The third thing in self-employment we deal with is identifying other employment resource institutions. There are many of them: Enterprise Mentors, Finca, and so forth. We conduct group meetings. For example, we just had one in Monterrey, Mexico, where 120 of our members came to learn about microcredit. After the meeting, we had a number of organizations present there, but if members wanted to meet with them they had to go to their place of business. That was only about three weeks ago, and since then we have had twelve people who are in business for themselves sign up to get a small loan so they can increase their businesses.
It is our responsibility to link individuals with resources and let them make the decisions about what they want to do. As far as future activities, we want to increase the support of Church leaders in employment activities and establish a World Wide Web site for training and resource dissemination. We are working on that right now. We think that it is going to be a real blessing in the future, as far as linking the individual with resources. We want to continue to develop our employment, educational, vocational, and self-employment opportunities and monitor key activities. We have goals regarding the people we want to place, how many we want to place, and what our cost is per placement.
We try to get an individual, as we call it, a stabilizing job—just so they can get food on the table. Then we try to work with them, finding out what kind of education they need in order to get that stabilizing job. For example, we worked with BYU and went to Wal-Mart in Mexico. Wal-Mart said, “Send us your members, and we’ll hire them.” The first week, they requested four hundred jobs. We sent them twelve qualified people because we had only twelve who had graduated from high school. The next week they asked for about three hundred, and we did a little bit better: we got twenty-six. We learned that we have a bit of a challenge here. Our members need to get through high school in order to get some of these better jobs.
In closing, I thought I would share a story from Lima, Peru, that I received from our manager down there. He was sitting in his office one evening after closing when a stake president knocked at the door and asked if he could visit with him. He said:
He’s a wonderful, humble man who has been out of work for eight months. He and his wife have been able to support their family during this time doing odd jobs. His wife also sells beauty products. This has provided about 100 U.S. dollars a month. It is sufficient to make ends meet but not sufficient or stable enough to provide the peace of mind needed by one in such a responsible leadership position [of stake president].

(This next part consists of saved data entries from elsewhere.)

#![allow(clippy::unwrap_used)]

use rust_decimal::Decimal;
use rust_decimal_macros::dec;

use super::*;
use crate::models::{LifestyleOption, Neighborhood, TransportOption};

fn area(name: &str) -> &'static Neighborhood {
    Neighborhood::find_by_name(name).unwrap()
}

fn ride(name: &str) -> &'static TransportOption {
    TransportOption::find_by_name(name).unwrap()
}

fn treat(name: &str) -> &'static LifestyleOption {
    LifestyleOption::find_by_name(name).unwrap()
}

fn make_input(income: i64, neighborhood: &str, savings_percent: u8) -> BudgetInput {
    BudgetInput {
        monthly_income: income,
        neighborhood: area(neighborhood),
        transport: Vec::new(),
        lifestyle: Vec::new(),
        savings_percent,
    }
}

// ── compute ───────────────────────────────────────────────────

#[test]
fn test_default_plan_is_tight() {
    let mut input = make_input(120_000, "Kilimani", 15);
    input.transport = vec![ride("Matatus")];
    input.lifestyle = vec![treat("Groceries"), treat("Entertainment")];

    let result = compute(&input);
    assert_eq!(result.income, dec!(120000));
    assert_eq!(result.rent, dec!(65000));
    assert_eq!(result.transport_cost, dec!(8000));
    assert_eq!(result.lifestyle_cost, dec!(20000));
    assert_eq!(result.savings_amount, dec!(18000));
    assert_eq!(result.total_expenses, dec!(93000));
    assert_eq!(result.remaining, dec!(9000));
    assert_eq!(result.outlook(), Outlook::Tight);
}

#[test]
fn test_westlands_on_low_income_is_deficit() {
    let result = compute(&make_input(50_000, "Westlands", 0));
    assert_eq!(result.savings_amount, Decimal::ZERO);
    assert_eq!(result.total_expenses, dec!(75000));
    assert_eq!(result.remaining, dec!(-25000));
    assert_eq!(result.outlook(), Outlook::Deficit);
}

#[test]
fn test_max_income_max_savings_is_comfortable() {
    let result = compute(&make_input(500_000, "South B", 50));
    assert_eq!(result.savings_amount, dec!(250000));
    assert_eq!(result.total_expenses, dec!(45000));
    assert_eq!(result.remaining, dec!(205000));
    assert_eq!(result.outlook(), Outlook::Comfortable);
}

#[test]
fn test_empty_selections_cost_nothing() {
    let result = compute(&make_input(80_000, "Kileleshwa", 10));
    assert_eq!(result.transport_cost, Decimal::ZERO);
    assert_eq!(result.lifestyle_cost, Decimal::ZERO);
    assert_eq!(result.total_expenses, result.rent);
}

#[test]
fn test_everything_selected() {
    let mut input = make_input(200_000, "Westlands", 20);
    input.transport = TransportOption::all().iter().collect();
    input.lifestyle = LifestyleOption::all().iter().collect();

    let result = compute(&input);
    assert_eq!(result.transport_cost, dec!(53000));
    assert_eq!(result.lifestyle_cost, dec!(44000));
    assert_eq!(result.total_expenses, dec!(172000));
    assert_eq!(result.savings_amount, dec!(40000));
    assert_eq!(result.remaining, dec!(-12000));
}

#[test]
fn test_savings_keeps_cents() {
    let result = compute(&make_input(123_457, "South B", 15));
    assert_eq!(result.savings_amount, dec!(18518.55));
    assert_eq!(result.remaining, dec!(59938.45));
}

#[test]
fn test_totals_hold_for_every_neighborhood_and_rate() {
    for neighborhood in Neighborhood::all() {
        for pct in [0u8, 1, 15, 33, 50] {
            for income in [MIN_INCOME, 77_777, MAX_INCOME] {
                let input = BudgetInput {
                    monthly_income: income,
                    neighborhood,
                    transport: vec![ride("Boda"), ride("Uber")],
                    lifestyle: vec![treat("Gym")],
                    savings_percent: pct,
                };
                let r = compute(&input);
                assert_eq!(
                    r.total_expenses,
                    r.rent + r.transport_cost + r.lifestyle_cost
                );
                assert_eq!(r.remaining, r.income - r.total_expenses - r.savings_amount);
            }
        }
    }
}

#[test]
fn test_compute_is_idempotent() {
    let mut input = make_input(250_000, "Kilimani", 25);
    input.transport = vec![ride("Personal Car")];
    input.lifestyle = vec![treat("Eating Out"), treat("Self-Care")];

    let first = compute(&input);
    let second = compute(&input);
    assert_eq!(first, second);
}

// ── Outlook ───────────────────────────────────────────────────

#[test]
fn test_outlook_boundaries() {
    assert_eq!(Outlook::classify(dec!(-1)), Outlook::Deficit);
    assert_eq!(Outlook::classify(dec!(-0.01)), Outlook::Deficit);
    assert_eq!(Outlook::classify(Decimal::ZERO), Outlook::Tight);
    assert_eq!(Outlook::classify(dec!(9999)), Outlook::Tight);
    assert_eq!(Outlook::classify(dec!(9999.99)), Outlook::Tight);
    assert_eq!(Outlook::classify(dec!(10000)), Outlook::Comfortable);
}

#[test]
fn test_outlook_display() {
    assert_eq!(format!("{}", Outlook::Deficit), "deficit");
    assert_eq!(format!("{}", Outlook::Tight), "tight");
    assert_eq!(format!("{}", Outlook::Comfortable), "comfortable");
}

// ── Allocations ───────────────────────────────────────────────

#[test]
fn test_allocations_order_and_amounts() {
    let mut input = make_input(120_000, "Kilimani", 15);
    input.transport = vec![ride("Matatus")];
    input.lifestyle = vec![treat("Groceries"), treat("Entertainment")];
    let allocations = compute(&input).allocations();

    let slices: Vec<Slice> = allocations.iter().map(|a| a.slice).collect();
    assert_eq!(
        slices,
        vec![
            Slice::Housing,
            Slice::Transport,
            Slice::Lifestyle,
            Slice::Savings,
            Slice::Remaining,
        ]
    );
    let amounts: Vec<Decimal> = allocations.iter().map(|a| a.amount).collect();
    assert_eq!(
        amounts,
        vec![dec!(65000), dec!(8000), dec!(20000), dec!(18000), dec!(9000)]
    );
}

#[test]
fn test_allocations_clamp_deficit_for_display_only() {
    let result = compute(&make_input(50_000, "Westlands", 0));
    let remaining = result.allocations()[4];
    assert_eq!(remaining.slice, Slice::Remaining);
    assert_eq!(remaining.amount, Decimal::ZERO);
    assert_eq!(result.remaining, dec!(-25000));
}

#[test]
fn test_share_of_income() {
    let result = compute(&make_input(120_000, "Kilimani", 15));
    assert_eq!(result.share_of_income(result.savings_amount), dec!(15.0));
    assert_eq!(result.share_of_income(result.rent), dec!(54.2));
}

// ── Breakdown ─────────────────────────────────────────────────

#[test]
fn test_breakdown_keeps_input() {
    let input = make_input(500_000, "South B", 50);
    let breakdown = Breakdown::new(input.clone());
    assert_eq!(breakdown.input, input);
    assert_eq!(breakdown.result, compute(&input));
    assert_eq!(breakdown.outlook(), Outlook::Comfortable);
}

During the interview, various alternatives were discussed. The Spirit was very strong. It was apparent that this good man was determined not to let himself be overcome by adversity. The desire to serve and succeed in taking care of his family was very strong. We had been meeting together for over an hour. In the course of the interview, his countenance began to change from near tears to hope. He confided that he had wanted to come to the employment resource center since it had opened in February (it was June), but he could not afford the cost of transportation. That night he had borrowed the money needed for bus fare, because he felt it was important for him to come. As we were almost ready to end the interview, after having sketched out a preliminary plan, the telephone rang. It was the general manager of the American-English Language Institute, who had called a few days earlier, asking us to send him several people to interview for sales positions and a manager of marketing position. He told us that all the people we had sent were hired and had turned out to be very effective. He then indicated a need for a manager of sales to help train and supervise. Without a moment of doubt, I told him that sitting across the desk from me was a man with just the characteristics he was seeking. I told him he was a leader in the Church. I then described the leadership experience and functions of a stake president in business terms. I told him that I felt this was just the man who could help him achieve his business goals. He responded, “Please send him to my office tomorrow morning for an interview at 9:00.” The stake president went the next morning and was hired. He had to hire thirty other salesmen, who were returned missionaries.
For most people it would be inexplicable why the employer would have called at that hour of the evening knowing that the employment resource center was closed. But something happened to prompt him to do so. We know the Lord works in mysterious ways His wonders to perform. This incident is one more testimony to us here that He is directing this work and that He is personally concerned about each of His children.
I think that accurately represents what has happened. I could read letters for another hour about what is happening internationally and the blessings members get when they obtain gainful employment.
E. Kent Hinckley
The guiding purpose of the Production and Distribution division of Welfare Services is to efficiently provide and distribute quality food to the poor and needy members of the Church as requested by bishops; support family home storage; and provide work and service opportunities. As part of this charge, Production and Distribution also provides food for the Church’s humanitarian efforts and maintains food reserves for the Church’s emergency response. All these activities are intended to build character and self-reliance.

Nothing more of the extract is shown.